- **The problem**: For each line below that contains the string "zeros", copy that line.

(Stored data)
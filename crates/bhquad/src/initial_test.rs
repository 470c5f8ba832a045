use approx::assert_relative_eq;
use rand::SeedableRng;
use rand_chacha::ChaChaRng;

use crate::body::BodyId;
use crate::error::NbodyError;
use crate::initial::{DiskGalaxy, from_coordinate_pairs, generate_galaxies};
use crate::vector::Vector2;

fn galaxy(center: Vector2, count: usize) -> DiskGalaxy {
    DiskGalaxy {
        center,
        bulk_velocity: Vector2::zeros(),
        central_mass: 1.0e3,
        particle_count: count,
        particle_mass: 1.0e-3,
        inner_radius: 1.0,
        outer_radius: 4.0,
        clockwise: false,
    }
}

/// z-component of `a x b`
fn cross(a: Vector2, b: Vector2) -> f64 {
    a.x() * b.y() - a.y() * b.x()
}

#[test]
fn test_coordinate_pairs() {
    let previous = [Vector2::new(0.0, 0.0), Vector2::new(1.0, 1.0), Vector2::new(2.0, 2.0)];
    let current = [Vector2::new(0.1, 0.0), Vector2::new(1.0, 1.1), Vector2::new(2.0, 2.0)];

    let bodies = from_coordinate_pairs(5.0, &previous, &current).unwrap();

    assert_eq!(bodies.len(), 3);
    for (i, body) in bodies.iter().enumerate() {
        assert_eq!(body.id(), BodyId(i as u32));
        assert_eq!(body.mass(), 5.0);
        assert_eq!(body.previous_position(), previous[i]);
        assert_eq!(body.position(), current[i]);
    }
}

#[test]
fn test_coordinate_pairs_length_mismatch() {
    let err = from_coordinate_pairs(1.0, &[Vector2::zeros()], &[]).unwrap_err();
    assert!(matches!(
        err,
        NbodyError::LengthMismatch {
            previous: 1,
            current: 0
        }
    ));
}

#[test]
fn test_coordinate_pairs_invalid_mass() {
    let p = [Vector2::zeros()];
    let err = from_coordinate_pairs(-1.0, &p, &p).unwrap_err();
    assert!(matches!(err, NbodyError::InvalidMass { .. }));
}

#[test]
fn test_disk_is_deterministic_per_seed() {
    let g = galaxy(Vector2::zeros(), 50);

    let a = g.generate(&mut ChaChaRng::seed_from_u64(1), 0, 1.0, 0.01).unwrap();
    let b = g.generate(&mut ChaChaRng::seed_from_u64(1), 0, 1.0, 0.01).unwrap();
    let c = g.generate(&mut ChaChaRng::seed_from_u64(2), 0, 1.0, 0.01).unwrap();

    assert!(a.iter().zip(&b).all(|(x, y)| x.position() == y.position()));
    assert!(a.iter().zip(&c).skip(1).any(|(x, y)| x.position() != y.position()));
}

#[test]
fn test_disk_particles_within_radii() {
    let center = Vector2::new(10.0, -3.0);
    let bodies = galaxy(center, 200)
        .generate(&mut ChaChaRng::seed_from_u64(99), 0, 1.0, 0.01)
        .unwrap();

    assert_eq!(bodies[0].position(), center);
    assert_eq!(bodies[0].mass(), 1.0e3);
    for body in &bodies[1..] {
        let r = body.position().distance_to(&center);
        assert!((1.0 - 1e-12..=4.0 + 1e-12).contains(&r), "radius {r}");
        assert_eq!(body.mass(), 1.0e-3);
    }
}

#[test]
fn test_disk_circular_velocities() {
    let h = 0.01;
    let g = 2.0;
    let bodies = galaxy(Vector2::zeros(), 30)
        .generate(&mut ChaChaRng::seed_from_u64(5), 0, g, h)
        .unwrap();

    assert_eq!(bodies[0].velocity(h).unwrap(), Vector2::zeros());
    for body in &bodies[1..] {
        let offset = body.position();
        let v = body.velocity(h).unwrap();
        let r = offset.magnitude();

        assert_relative_eq!(v.magnitude(), (g * 1.0e3 / r).sqrt(), max_relative = 1e-9);
        // Tangential and counter-clockwise
        assert!((offset.x() * v.x() + offset.y() * v.y()).abs() < 1e-6 * r * v.magnitude());
        assert!(cross(offset, v) > 0.0);
    }
}

#[test]
fn test_clockwise_disk_with_bulk_motion() {
    let h = 0.1;
    let mut g = galaxy(Vector2::new(1.0, 1.0), 10);
    g.clockwise = true;
    g.bulk_velocity = Vector2::new(0.5, 0.0);

    let bodies = g.generate(&mut ChaChaRng::seed_from_u64(3), 0, 1.0, h).unwrap();

    let bulk = bodies[0].velocity(h).unwrap();
    assert_relative_eq!(bulk.x(), 0.5, epsilon = 1e-12);
    assert_relative_eq!(bulk.y(), 0.0, epsilon = 1e-12);
    for body in &bodies[1..] {
        let relative = body.velocity(h).unwrap() - bulk;
        assert!(cross(body.position() - g.center, relative) < 0.0);
    }
}

#[test]
fn test_galaxies_get_consecutive_ids() {
    let galaxies = [galaxy(Vector2::new(-10.0, 0.0), 3), galaxy(Vector2::new(10.0, 0.0), 4)];
    let bodies = generate_galaxies(&galaxies, 11, 1.0, 0.01).unwrap();

    let ids: Vec<_> = bodies.iter().map(|b| b.id()).collect();
    assert_eq!(ids, (0..9).map(BodyId).collect::<Vec<_>>());
    assert_eq!(bodies[4].position(), Vector2::new(10.0, 0.0));
}

#[test]
fn test_invalid_radii() {
    let mut g = galaxy(Vector2::zeros(), 1);
    g.inner_radius = 5.0;
    assert!(g.validate().is_err());

    g.inner_radius = 0.0;
    assert!(g.validate().is_err());

    let mut rng = ChaChaRng::seed_from_u64(0);
    assert!(matches!(
        g.generate(&mut rng, 0, 1.0, 0.1),
        Err(NbodyError::InvalidParameter(_))
    ));
}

- **Answer for this exercise**:
        bulk_velocity: Vector2::zeros(),
    let err = from_coordinate_pairs(1.0, &[Vector2::zeros()], &[]).unwrap_err();
    let p = [Vector2::zeros()];
    let g = galaxy(Vector2::zeros(), 50);
    let bodies = galaxy(Vector2::zeros(), 30)
    assert_eq!(bodies[0].velocity(h).unwrap(), Vector2::zeros());
    let mut g = galaxy(Vector2::zeros(), 1);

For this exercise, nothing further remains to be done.